But hardness is not all blue bunnies and fairy farts because a harder blade is less tough than a softer blade and can be damaged if abused. Warranty claims from amateurs and fools who use their chisels as if they are screwdrivers or scrapers instead of finely-made cutting instruments and then blame the blacksmith for the damage their ham-handed abuse wreaks are exactly why nearly all Japanese chisels produced nowadays are intentionally made softer and less efficient. Most are still harder than Western chisels, make no mistake, but they are too soft for professional use.

Our chisels, on the other hand, are forged and heat-treated to maximum practical hardness as required by top-tier professional Japanese woodworkers.

Beloved Customer should adopt the four solutions described below so as to not abuse your chisels thereby preventing chipping and keeping your eager blades cutting as long as possible.
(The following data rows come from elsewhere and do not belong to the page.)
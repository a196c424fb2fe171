use super::*;
use crate::app::App;
use crate::audio::RodioFactory;
use crate::catalog::{Album, Catalog, Track};
use crate::config::{AudioSettings, ControlsSettings, UiSettings};
use crate::player::Player;
use crate::transport::Transport;
use ratatui::{Terminal, backend::TestBackend};
use std::sync::Arc;

fn ui_with(fields: Vec<TimeField>) -> UiSettings {
    UiSettings {
        now_playing_time_fields: fields,
        ..UiSettings::default()
    }
}

#[test]
fn format_mmss_pads_minutes_and_seconds() {
    assert_eq!(format_mmss(Duration::from_secs(0)), "00:00");
    assert_eq!(format_mmss(Duration::from_secs(75)), "01:15");
    assert_eq!(format_mmss(secs(-3.0)), "00:00");
    assert_eq!(format_mmss(secs(f64::NAN)), "00:00");
    assert_eq!(format_mmss(secs(59.9)), "00:59");
}

#[test]
fn time_text_follows_configured_fields() {
    let elapsed = Duration::from_secs(30);
    let total = Some(Duration::from_secs(90));

    let ui = ui_with(vec![TimeField::Elapsed, TimeField::Total]);
    assert_eq!(
        now_playing_time_text(elapsed, total, &ui).as_deref(),
        Some("00:30 / 01:30")
    );

    let ui = ui_with(vec![TimeField::Remaining]);
    assert_eq!(
        now_playing_time_text(elapsed, total, &ui).as_deref(),
        Some("-01:00")
    );

    // Total and remaining need a known duration.
    let ui = ui_with(vec![TimeField::Total, TimeField::Remaining]);
    assert_eq!(now_playing_time_text(elapsed, None, &ui), None);

    let ui = ui_with(Vec::new());
    assert_eq!(now_playing_time_text(elapsed, total, &ui), None);
}

#[test]
fn controls_text_includes_configured_steps() {
    let text = controls_text(&ControlsSettings::default());
    assert!(text.contains("[H/L] scrub -/+5s"));
    assert!(text.contains("[+/-] volume 5%"));
    assert!(text.starts_with("[j/k] up/down"));
    assert!(text.ends_with("[q] quit"));
}

#[test]
fn dot_bits_cover_a_full_cell() {
    let mut all = 0;
    for dy in 0..4 {
        for dx in 0..2 {
            let bit = dot_bit(dx, dy);
            assert_eq!(all & bit, 0, "dot ({dx}, {dy}) reuses a bit");
            all |= bit;
        }
    }
    assert_eq!(all, 0xff);
}

#[test]
fn braille_cells_fold_bars_into_glyphs() {
    let unplayed = Rgba::rgb(1, 1, 1);
    let played = Rgba::rgb(2, 2, 2);
    // 8x8 dots: two full-height bars, 4 dots tall, centered.
    let cells = braille_cells(&[1.0; 4], 0.0, 4, 2, unplayed, played);

    assert_eq!(cells.len(), 2);
    assert_eq!(cells[0].len(), 4);
    // Lower half of the top row, upper half of the bottom row.
    assert_eq!(cells[0][0].glyph, '\u{28E4}');
    assert_eq!(cells[1][0].glyph, '\u{281B}');
    assert_eq!(cells[0][3].glyph, '\u{2800}');
    assert!(cells.iter().flatten().all(|c| !c.played));
}

#[test]
fn braille_cells_mark_played_region() {
    let unplayed = Rgba::rgb(1, 1, 1);
    let played = Rgba::rgb(2, 2, 2);
    let cells = braille_cells(&[1.0; 4], 0.2, 4, 2, unplayed, played);

    assert!(cells[0][0].played);
    assert!(!cells[0][1].played);
}

#[test]
fn braille_cells_blank_without_summary() {
    let cells = braille_cells(&[], 0.5, 3, 1, Rgba::rgb(1, 1, 1), Rgba::rgb(2, 2, 2));
    assert_eq!(cells.len(), 1);
    assert!(cells[0].iter().all(|c| c.glyph == '\u{2800}' && !c.played));
}

#[test]
fn waveform_x_maps_columns_to_dot_centers() {
    let area = Rect::new(10, 5, 20, 2);
    assert_eq!(waveform_x(10, area), (1.0, 40.0));
    assert_eq!(waveform_x(29, area), (39.0, 40.0));
}

fn track(id: &str, title: &str) -> Arc<Track> {
    Arc::new(Track {
        id: id.into(),
        title: title.into(),
        duration: 95.0,
        bpm: 120,
        audio_url: format!("/music/{id}.mp3"),
        album_id: "noir".into(),
        waveform: vec![0.2, 0.9, 0.5, 1.0],
        is_vocal: false,
        genres: Vec::new(),
        moods: Vec::new(),
        instruments: Vec::new(),
    })
}

fn screen_text(terminal: &Terminal<TestBackend>) -> String {
    terminal
        .backend()
        .buffer()
        .content
        .iter()
        .map(|c| c.symbol())
        .collect()
}

#[test]
fn draw_shows_catalog_and_now_playing() {
    let smoke = track("smoke", "Smoke Signals");
    let albums = vec![Album {
        id: "noir".into(),
        title: "Noir Nights".into(),
        label: "Label".into(),
        cover: None,
        description: String::new(),
        genres: Vec::new(),
        moods: Vec::new(),
        release_date: None,
        tracks: vec![Arc::clone(&smoke)],
    }];
    let app = App::new(Catalog::new(albums, Vec::new()).unwrap());
    let mut player = Player::default();
    player.set_queue(vec![Arc::clone(&smoke)], 0);
    player.play(smoke);
    let transport = Transport::new(RodioFactory::without_output(&AudioSettings::default()));

    let mut terminal = Terminal::new(TestBackend::new(100, 30)).unwrap();
    let ui = UiSettings::default();
    let mut wave = Rect::default();
    terminal
        .draw(|f| {
            wave = draw(f, &app, &player, &transport, &ui, &ControlsSettings::default());
        })
        .unwrap();

    let text = screen_text(&terminal);
    assert!(text.contains("encore"));
    assert!(text.contains("Smoke Signals"));
    assert!(text.contains("Playing"));
    assert!(text.contains("Queue: 1/1"));
    assert!(text.contains("01:35"));

    assert_eq!(wave.height, ui.waveform_rows);
    assert_eq!(wave.width, 98);
    // Some braille dots were drawn.
    assert!(text.chars().any(|c| ('\u{2801}'..='\u{28ff}').contains(&c)));
}

#[test]
fn draw_without_track_says_stopped() {
    let app = App::new(Catalog::new(Vec::new(), Vec::new()).unwrap());
    let player = Player::default();
    let transport = Transport::new(RodioFactory::without_output(&AudioSettings::default()));

    let mut terminal = Terminal::new(TestBackend::new(80, 24)).unwrap();
    terminal
        .draw(|f| {
            draw(
                f,
                &app,
                &player,
                &transport,
                &UiSettings::default(),
                &ControlsSettings::default(),
            );
        })
        .unwrap();

    let text = screen_text(&terminal);
    assert!(text.contains("Stopped"));
    assert!(text.contains("Volume: 80%"));
}

#[test]
fn status_and_controls_show_mute() {
    let app = App::new(Catalog::new(Vec::new(), Vec::new()).unwrap());
    let mut player = Player::default();
    let transport = Transport::new(RodioFactory::without_output(&AudioSettings::default()));
    player.toggle_mute();

    let status = status_text(&app, &player, &transport, &UiSettings::default());
    assert!(status.contains("Volume: 80% (muted)"));
    assert!(controls_text(&ControlsSettings::default()).contains("[m] mute"));
}
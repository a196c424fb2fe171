//! Amplitude summaries: short vectors of loudness values in `[0, 1]`.

use std::f64::consts::PI;

/// Number of values synthesized per track when none are provided.
pub const DEFAULT_SUMMARY_LEN: usize = 100;

const LCG_MUL: u32 = 1_103_515_245;
const LCG_INC: u32 = 12_345;
const LCG_MASK: u32 = 0x7fff_ffff;

/// 31-bit linear congruential generator. Only reproducibility matters here.
struct Lcg {
    state: u32,
}

impl Lcg {
    fn new(seed: u32) -> Self {
        Self { state: seed }
    }

    fn next_f64(&mut self) -> f64 {
        self.state = self.state.wrapping_mul(LCG_MUL).wrapping_add(LCG_INC) & LCG_MASK;
        f64::from(self.state) / f64::from(LCG_MASK)
    }
}

/// Synthesize a summary of `length` values from `seed`.
///
/// Three layered sines shaped by a half-sine envelope, plus a little noise.
/// The output depends only on `(length, seed)` and every value lies in
/// `[0.1, 1.0]`.
pub fn generate(length: usize, seed: u32) -> Vec<f32> {
    let mut rng = Lcg::new(seed);
    let phase = f64::from(seed);

    (0..length)
        .map(|i| {
            let t = i as f64 / length as f64;
            let waves = (t * PI * 4.0 + phase).sin() * 0.3
                + (t * PI * 8.0 + phase * 2.0).sin() * 0.2
                + (t * PI * 16.0 + phase * 3.0).sin() * 0.1;
            let noise = (rng.next_f64() - 0.5) * 0.4;
            let envelope = (t * PI).sin();
            ((0.5 + waves + noise) * envelope).clamp(0.1, 1.0) as f32
        })
        .collect()
}

/// Seed derived from a track id: the sum of its character codes.
pub fn seed_for_id(id: &str) -> u32 {
    id.chars().fold(0u32, |acc, c| acc.wrapping_add(c as u32))
}

/// Scale `summary` so its maximum becomes 1.
///
/// A non-positive or non-finite maximum is treated as 1, leaving the values
/// as they are.
pub fn normalize(summary: &[f32]) -> Vec<f32> {
    let max = summary
        .iter()
        .copied()
        .filter(|v| v.is_finite())
        .fold(f32::NEG_INFINITY, f32::max);
    let max = if max.is_finite() && max > 0.0 { max } else { 1.0 };

    summary
        .iter()
        .map(|v| if v.is_finite() { v / max } else { 0.0 })
        .collect()
}

/// Average `values` into exactly `bars` buckets.
///
/// Bucket `i` covers `floor(i*n/bars) .. floor((i+1)*n/bars)`; an empty
/// bucket (more bars than values) yields 0.
pub fn resample(values: &[f32], bars: usize) -> Vec<f32> {
    let n = values.len();
    (0..bars)
        .map(|i| {
            let start = i * n / bars;
            let end = (i + 1) * n / bars;
            let slice = &values[start..end];
            if slice.is_empty() {
                0.0
            } else {
                slice.iter().sum::<f32>() / slice.len() as f32
            }
        })
        .collect()
}

/// Peak-per-bucket summary of interleaved PCM.
///
/// Frames (one sample per channel) are split into `buckets` proportional
/// slices; each value is the largest absolute sample in its slice.
pub fn from_samples(samples: &[f32], channels: u16, buckets: usize) -> Vec<f32> {
    let channels = usize::from(channels.max(1));
    let frames = samples.len() / channels;
    if buckets == 0 {
        return Vec::new();
    }

    (0..buckets)
        .map(|i| {
            let start = i * frames / buckets * channels;
            let end = (i + 1) * frames / buckets * channels;
            samples[start..end]
                .iter()
                .filter(|s| s.is_finite())
                .fold(0.0f32, |peak, s| peak.max(s.abs()))
        })
        .collect()
}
Solution 1 – Maintain a Proper Bevel Angle: Please pay careful attention to maintaining a proper bevel angle, one that will adequately support the extreme cutting edge against chipping. 27.5~30˚ is standard. Why is this important? Improper bevel angles are the primary cause of cutting-edge chipping. The solution? Procure a bevel angle gauge, use it frequently and correctly, and pay attention because the construction of Japanese chisels is conducive to the bevel angle gradually decreasing over many sharpening sessions. Please read about Supernatural Bevel Angles for more details. Silver crosses and garlic necklaces are optional.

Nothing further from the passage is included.